Cultura de manutenção preventiva e falta de renovação da frota são barreiras para a popularização da telemetria nos carros de passeio

No Brasil, dizer que a telemetria no segmento dos veículos de passeio praticamente se restringe à categoria premium significa, na prática, dizer que existe uma distância muito maior para a popularização da tecnologia do que o que se imagina à primeira vista. Afinal, antes de pensarmos em variáveis que pudessem impulsionar uma espécie de ‘improvável massificação dos premiuns’ entre a população, é preciso pensar em formas de impulsionar um movimento de renovar a frota, de modo que carros com tecnologias como a telemetria e a conectividade em geral possam ocupar uma porção maior do total de automóveis que rodam no país.

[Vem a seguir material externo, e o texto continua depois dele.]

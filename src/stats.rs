//! Run counters and the deduplication summary report.

use std::cmp::Ordering;
use std::collections::HashMap;
use std::io::{self, Write};

#[derive(Debug, Default, Clone, PartialEq, Eq)]
pub struct RunStatistics {
    /// Every non-header line
    pub total_reads: u64,
    pub header_lines: u64,
    pub unique_reads: u64,
    pub duplicate_reads: u64,
    pub unknown_umi_reads: u64,
    pub malformed_reads: u64,
    /// Kept reads per reference name
    pub per_chromosome: HashMap<String, u64>,
}

impl RunStatistics {
    pub fn record_header(&mut self) {
        self.header_lines += 1;
    }

    pub fn record_unique(&mut self, reference: &str) {
        self.total_reads += 1;
        self.unique_reads += 1;
        match self.per_chromosome.get_mut(reference) {
            Some(count) => *count += 1,
            None => {
                self.per_chromosome.insert(reference.to_string(), 1);
            }
        }
    }

    pub fn record_duplicate(&mut self) {
        self.total_reads += 1;
        self.duplicate_reads += 1;
    }

    pub fn record_unknown_umi(&mut self) {
        self.total_reads += 1;
        self.unknown_umi_reads += 1;
    }

    pub fn record_malformed(&mut self) {
        self.total_reads += 1;
        self.malformed_reads += 1;
    }

    /// Every read lands in exactly one outcome bucket.
    pub fn is_conserved(&self) -> bool {
        self.unique_reads + self.duplicate_reads + self.unknown_umi_reads + self.malformed_reads
            == self.total_reads
    }

    pub fn percent_unique(&self) -> f64 {
        if self.total_reads > 0 {
            (self.unique_reads as f64 / self.total_reads as f64) * 100.0
        } else {
            0.0
        }
    }

    /// Per-reference kept counts in report order (see [`natural_cmp`]).
    pub fn sorted_chromosomes(&self) -> Vec<(&str, u64)> {
        let mut rows: Vec<(&str, u64)> = self
            .per_chromosome
            .iter()
            .map(|(name, count)| (name.as_str(), *count))
            .collect();
        rows.sort_by(|a, b| natural_cmp(a.0, b.0));
        rows
    }

    /// Write the human-readable summary report.
    pub fn write_report<W: Write>(&self, mut w: W) -> io::Result<()> {
        writeln!(w, "Deduplication Summary Statistics")?;
        writeln!(w)?;
        writeln!(w, "Total Input Reads: {}", self.total_reads)?;
        writeln!(w, "Header Lines: {}", self.header_lines)?;
        writeln!(w, "Unique Reads: {}", self.unique_reads)?;
        writeln!(w, "Duplicate (Removed) Reads: {}", self.duplicate_reads)?;
        writeln!(w, "Reads with Unknown UMIs: {}", self.unknown_umi_reads)?;
        writeln!(w, "Malformed Reads: {}", self.malformed_reads)?;
        writeln!(w)?;
        writeln!(w, "Unique Reads per Chromosome:")?;
        for (name, count) in self.sorted_chromosomes() {
            writeln!(w, "{}\t{}", name, count)?;
        }
        w.flush()
    }
}

#[derive(Debug, Clone, Copy, PartialEq, Eq)]
enum Chunk<'a> {
    Text(&'a str),
    Digits(&'a str),
}

impl Ord for Chunk<'_> {
    fn cmp(&self, other: &Self) -> Ordering {
        match (self, other) {
            (Chunk::Text(a), Chunk::Text(b)) => a.cmp(b),
            (Chunk::Digits(a), Chunk::Digits(b)) => cmp_digit_runs(a, b),
            (Chunk::Text(_), Chunk::Digits(_)) => Ordering::Less,
            (Chunk::Digits(_), Chunk::Text(_)) => Ordering::Greater,
        }
    }
}

impl PartialOrd for Chunk<'_> {
    fn partial_cmp(&self, other: &Self) -> Option<Ordering> {
        Some(self.cmp(other))
    }
}

/// Compare two ASCII digit runs by numeric value, for any length.
fn cmp_digit_runs(a: &str, b: &str) -> Ordering {
    let a = a.trim_start_matches('0');
    let b = b.trim_start_matches('0');
    a.len().cmp(&b.len()).then_with(|| a.cmp(b))
}

/// Split a name into alternating text and digit runs, always starting with a
/// (possibly empty) text run so chunks line up position by position.
fn natural_key(s: &str) -> Vec<Chunk<'_>> {
    let mut chunks = Vec::new();
    let mut start = 0;
    let mut in_digits = false;
    for (i, b) in s.bytes().enumerate() {
        let digit = b.is_ascii_digit();
        if digit != in_digits {
            chunks.push(chunk(&s[start..i], in_digits));
            start = i;
            in_digits = digit;
        }
    }
    chunks.push(chunk(&s[start..], in_digits));
    chunks
}

fn chunk(s: &str, digits: bool) -> Chunk<'_> {
    if digits {
        Chunk::Digits(s)
    } else {
        Chunk::Text(s)
    }
}

/// Order reference names for the report.
///
/// Embedded numbers compare by value, so purely numeric names come first in
/// numeric order, then the rest with `chr2` before `chr10`.
pub fn natural_cmp(a: &str, b: &str) -> Ordering {
    natural_key(a)
        .cmp(&natural_key(b))
        .then_with(|| a.cmp(b))
}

Além deste fator limitante, ilustrado pelo crescimento contínuo da idade média da frota brasileira, especialistas como Rebeca Bezerra Leite destacam que a falta de uma cultura que reconheça os benefícios da manutenção preventiva também é barreira importante para os incentivos ao avanço da telemetria entre as pessoas físicas. “Quando os motoristas se tornarem mais conscientes dos benefícios relacionados à manutenção preventiva, maior será a economia de combustível e segurança pessoal. À medida que essa cultura avançar, as tendências tecnológicas e o aumento da conectividade dos veículos podem facilitar a expansão”, analisa a especialista, acrescentando que a maior acessibilidade de tecnologias como a telemetria também desempenha papel importante em suas disseminações. Vale pontuar que, quando fala de ‘acessibilidade’, Rebeca Bezerra Leite não se refere apenas à disponibilização da tecnologia, mas também – e sobretudo – ao investimento que ela exige atualmente.

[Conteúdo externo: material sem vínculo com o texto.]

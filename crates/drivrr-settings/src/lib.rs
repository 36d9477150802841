//! # drivrr-settings
//!
//! Configuration management with layered sources for the dispatch server.
//!
//! Settings are loaded from three layers (in priority order):
//! 1. **Compiled defaults**: [`DispatchSettings::default()`]
//! 2. **User file**: `~/.drivrr/settings.json` (deep-merged over defaults)
//! 3. **Environment variables**: `DRIVRR_*` overrides (highest priority)
//!
//! The binary applies its CLI flags on top of the loaded value.

#![deny(unsafe_code)]

pub mod errors;
pub mod loader;
pub mod types;

pub use errors::{Result, SettingsError};
pub use loader::{deep_merge, load_settings, load_settings_from_path, settings_path};
pub use types::{DispatchSettings, LoggingSettings, ServerSettings, SessionSettings};

#[cfg(test)]
mod tests {
    use super::*;

    #[test]
    fn re_exports_work() {
        let _settings = DispatchSettings::default();
        let _path = settings_path();
    }

    #[test]
    fn default_settings_are_valid() {
        let settings = DispatchSettings::default();
        assert!(settings.validate().is_ok());
        assert_eq!(settings.server.port, 8081);
        assert_eq!(settings.session.outbound_queue_capacity, 256);
    }
}
//! Per-connection handle shared between a session's loops and the registry.

use std::sync::Arc;
use std::sync::atomic::{AtomicBool, AtomicU64, Ordering};
use std::time::{Duration, Instant};

use drivrr_core::{ConnectionId, Role, UserId};
use metrics::counter;
use tokio::sync::mpsc;
use tokio::sync::mpsc::error::TrySendError;
use tokio_util::sync::{CancellationToken, WaitForCancellationFuture};
use tracing::warn;

use crate::metrics::WS_OUTBOUND_DROPS_TOTAL;

/// A connected driver or customer.
///
/// The registry holds these behind `Arc`; the socket itself is owned by the
/// session's read and write loops. Sends never block: a full queue drops the
/// message and closes the connection.
pub struct ClientConnection {
    /// Unique connection ID.
    pub id: ConnectionId,
    /// Participant identity supplied at upgrade.
    pub user_id: UserId,
    /// Driver or customer.
    pub role: Role,
    /// Bounded queue feeding the write loop.
    tx: mpsc::Sender<Arc<String>>,
    /// When this connection was established.
    pub connected_at: Instant,
    /// Cancelled when the connection must shut down.
    closed: CancellationToken,
    /// One-shot latch guarding unregister + close.
    torn_down: AtomicBool,
    /// Count of messages dropped due to a full or closed queue.
    dropped_messages: AtomicU64,
}

impl ClientConnection {
    /// Create a connection with a fresh ID.
    pub fn new(user_id: UserId, role: Role, tx: mpsc::Sender<Arc<String>>) -> Self {
        Self::with_id(ConnectionId::generate(), user_id, role, tx)
    }

    /// Create a connection with an explicit ID.
    pub fn with_id(
        id: ConnectionId,
        user_id: UserId,
        role: Role,
        tx: mpsc::Sender<Arc<String>>,
    ) -> Self {
        Self {
            id,
            user_id,
            role,
            tx,
            connected_at: Instant::now(),
            closed: CancellationToken::new(),
            torn_down: AtomicBool::new(false),
            dropped_messages: AtomicU64::new(0),
        }
    }

    /// Enqueue a serialized message for the write loop.
    ///
    /// Returns `false` if the message was dropped. A full queue marks the
    /// client unresponsive and closes the connection.
    pub fn send(&self, message: Arc<String>) -> bool {
        match self.tx.try_send(message) {
            Ok(()) => true,
            Err(TrySendError::Full(_)) => {
                let _ = self.dropped_messages.fetch_add(1, Ordering::Relaxed);
                counter!(WS_OUTBOUND_DROPS_TOTAL).increment(1);
                warn!(
                    conn_id = %self.id,
                    user_id = %self.user_id,
                    "outbound queue full, disconnecting slow client"
                );
                self.close();
                false
            }
            Err(TrySendError::Closed(_)) => {
                let _ = self.dropped_messages.fetch_add(1, Ordering::Relaxed);
                false
            }
        }
    }

    /// Total messages dropped for this connection.
    pub fn drop_count(&self) -> u64 {
        self.dropped_messages.load(Ordering::Relaxed)
    }

    /// Signal both session loops to stop. Idempotent.
    pub fn close(&self) {
        self.closed.cancel();
    }

    /// Whether the connection has been asked to close.
    pub fn is_closed(&self) -> bool {
        self.closed.is_cancelled()
    }

    /// Resolves once [`close`](Self::close) has been called.
    pub fn closed(&self) -> WaitForCancellationFuture<'_> {
        self.closed.cancelled()
    }

    /// Claim the teardown latch.
    ///
    /// Returns `true` for exactly one caller; every later call returns `false`.
    pub fn begin_teardown(&self) -> bool {
        self.torn_down
            .compare_exchange(false, true, Ordering::AcqRel, Ordering::Acquire)
            .is_ok()
    }

    /// Connection age.
    pub fn age(&self) -> Duration {
        self.connected_at.elapsed()
    }
}

impl std::fmt::Debug for ClientConnection {
    fn fmt(&self, f: &mut std::fmt::Formatter<'_>) -> std::fmt::Result {
        f.debug_struct("ClientConnection")
            .field("id", &self.id)
            .field("user_id", &self.user_id)
            .field("role", &self.role)
            .field("closed", &self.is_closed())
            .finish_non_exhaustive()
    }
}

#[cfg(test)]
mod tests {
    use super::*;

    fn make_connection(capacity: usize) -> (ClientConnection, mpsc::Receiver<Arc<String>>) {
        let (tx, rx) = mpsc::channel(capacity);
        let conn = ClientConnection::new("driver_1".into(), Role::Driver, tx);
        (conn, rx)
    }

    #[test]
    fn create_connection() {
        let (conn, _rx) = make_connection(4);
        assert!(conn.id.starts_with("conn_"));
        assert_eq!(conn.user_id.as_str(), "driver_1");
        assert_eq!(conn.role, Role::Driver);
        assert!(!conn.is_closed());
    }

    #[tokio::test]
    async fn send_message_success() {
        let (conn, mut rx) = make_connection(4);
        assert!(conn.send(Arc::new("hello".into())));
        let msg = rx.recv().await.unwrap();
        assert_eq!(&*msg, "hello");
    }

    #[tokio::test]
    async fn send_preserves_order() {
        let (conn, mut rx) = make_connection(8);
        for i in 0..5 {
            assert!(conn.send(Arc::new(format!("msg_{i}"))));
        }
        for i in 0..5 {
            let msg = rx.recv().await.unwrap();
            assert_eq!(&*msg, &format!("msg_{i}"));
        }
    }

    #[test]
    fn full_queue_drops_and_closes() {
        let (conn, _rx) = make_connection(1);
        assert!(conn.send(Arc::new("msg1".into())));
        assert!(!conn.send(Arc::new("msg2".into())));
        assert_eq!(conn.drop_count(), 1);
        assert!(conn.is_closed());
    }

    #[test]
    fn send_to_closed_channel_returns_false() {
        let (conn, rx) = make_connection(4);
        drop(rx);
        assert!(!conn.send(Arc::new("hello".into())));
        assert_eq!(conn.drop_count(), 1);
    }

    #[test]
    fn teardown_latch_fires_once() {
        let (conn, _rx) = make_connection(4);
        assert!(conn.begin_teardown());
        assert!(!conn.begin_teardown());
        assert!(!conn.begin_teardown());
    }

    #[test]
    fn teardown_latch_single_winner_across_threads() {
        let (conn, _rx) = make_connection(4);
        let conn = Arc::new(conn);
        let handles: Vec<_> = (0..8)
            .map(|_| {
                let c = conn.clone();
                std::thread::spawn(move || c.begin_teardown())
            })
            .collect();
        let winners = handles
            .into_iter()
            .map(|h| h.join().unwrap())
            .filter(|won| *won)
            .count();
        assert_eq!(winners, 1);
    }

    #[tokio::test]
    async fn closed_future_resolves_after_close() {
        let (conn, _rx) = make_connection(4);
        let conn = Arc::new(conn);
        let waiter = conn.clone();
        let handle = tokio::spawn(async move {
            waiter.closed().await;
            true
        });
        conn.close();
        conn.close();
        assert!(handle.await.unwrap());
    }

    #[test]
    fn connection_age_increases() {
        let (conn, _rx) = make_connection(1);
        let age1 = conn.age();
        std::thread::sleep(Duration::from_millis(5));
        assert!(conn.age() > age1);
    }
}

lustrando este cenário que indica que carros conectados com tais recursos ainda são para poucos, os diretores da AEA afirmam que, no atual momento, tecnologias como a telemetria demandam a contratação de assinaturas específicas por parte dos proprietários de automóveis. “Podemos dizer que boa parte das montadoras oferece a conectividade no veículo sem custo adicional durante um período inicial de 6 a 12 meses, em veículos premium, até 36 meses”, afirmam Ortolan e Sakai.

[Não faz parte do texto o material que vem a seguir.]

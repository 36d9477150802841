//! `/health` endpoint.

use std::time::Instant;

use drivrr_core::constants::BACKEND;
use serde::Serialize;

use crate::websocket::registry::RegistryStats;

/// Health check response body.
#[derive(Debug, Clone, Serialize)]
#[serde(rename_all = "camelCase")]
pub struct HealthResponse {
    /// Always `"ok"` when the server is running.
    pub status: String,
    /// Implementation tag.
    pub backend: String,
    /// Seconds since the server started.
    pub uptime_secs: u64,
    /// Live WebSocket connections.
    pub connections: usize,
    /// Connected drivers.
    pub drivers: usize,
    /// Connected customers.
    pub customers: usize,
    /// Drivers free for new rides.
    pub available_drivers: usize,
    /// Drivers on a ride.
    pub busy_drivers: usize,
    /// Rides in progress.
    pub active_rides: usize,
    /// RFC 3339 time of the check.
    pub timestamp: String,
}

/// Build a health response from registry counters.
pub fn health_check(start_time: Instant, stats: RegistryStats) -> HealthResponse {
    HealthResponse {
        status: "ok".into(),
        backend: BACKEND.into(),
        uptime_secs: start_time.elapsed().as_secs(),
        connections: stats.connections,
        drivers: stats.drivers,
        customers: stats.customers,
        available_drivers: stats.available_drivers,
        busy_drivers: stats.busy_drivers,
        active_rides: stats.active_rides,
        timestamp: chrono::Utc::now().to_rfc3339(),
    }
}

#[cfg(test)]
mod tests {
    use super::*;

    #[test]
    fn status_is_ok() {
        let resp = health_check(Instant::now(), RegistryStats::default());
        assert_eq!(resp.status, "ok");
        assert_eq!(resp.backend, "rust");
    }

    #[test]
    fn uptime_increases() {
        let start = Instant::now()
            .checked_sub(std::time::Duration::from_secs(60))
            .unwrap();
        let resp = health_check(start, RegistryStats::default());
        assert!(resp.uptime_secs >= 59);
    }

    #[test]
    fn counters_copied_from_stats() {
        let stats = RegistryStats {
            connections: 5,
            drivers: 3,
            customers: 2,
            available_drivers: 2,
            busy_drivers: 1,
            active_rides: 1,
        };
        let resp = health_check(Instant::now(), stats);
        assert_eq!(resp.connections, 5);
        assert_eq!(resp.drivers, 3);
        assert_eq!(resp.customers, 2);
        assert_eq!(resp.busy_drivers, 1);
    }

    #[test]
    fn serialization_uses_camel_case() {
        let resp = health_check(Instant::now(), RegistryStats::default());
        let parsed = serde_json::to_value(&resp).unwrap();
        assert_eq!(parsed["status"], "ok");
        assert!(parsed["uptimeSecs"].is_number());
        assert!(parsed["availableDrivers"].is_number());
        assert!(parsed["activeRides"].is_number());
        assert!(parsed["timestamp"].is_string());
    }
}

Diretores da Associação Brasileira de Engenharia Automotiva destacam incertezas globais do Right to Repair

Questionados sobre o impacto do avanço da telemetria sobre o ‘direito de reparar’, isto é, a paridade de condições da manutenção independente em relação a braços vinculados ao fabricante do veículo, Murilo Ortolan e Flavio Sakai chamam a atenção para as incertezas e indefinições que cercam a questão – inclusive em locais como Estados Unidos e Europa, onde a discussão já ganhou mais concretude do que tem no Brasil. “Porém, com o aumento deste tipo de controle e dados do fabricante, a discussão tende a evoluir”, projetam os diretores da AEA. A visão dos engenheiros é muito relevante e acrescenta elementos para o debate no ambiente do aftermarket independente, posto que são profissionais costumeiramente relacionados às montadoras. Segundo os dois profissionais ouvidos por nossa reportagem, esse amadurecimento do debate trará definições importantes não só sobre a ‘posse da informação’ gerada pela tecnologia, mas sobre o nível de detalhamento com o qual essas informações deverão ser disponibilizadas a fim de equilibrar as balanças da segurança e da garantia do direito à ampla concorrência e liberdade de escolha do consumidor. “Acreditamos que o “Right to Repair” obriga a disponibilização do mínimo de informações de diagnose do veículo, mas não de tudo que é disponível em termos de informação do veículo.

Também não entendemos que obrigue as montadoras a fornecer dados de veículos conectados. Apenas informar como extrair e ler o básico de diagnose”, afirmam, antes de finalizar com uma mensagem de cautela: “Este tema é um pouco polêmico, pois muitas informações que rodam nos barramentos dos veículos são utilizadas também para design, performance improvement e etc. Então, caso se abra esta discussão, ela deve ser tratada com muito cuidado”.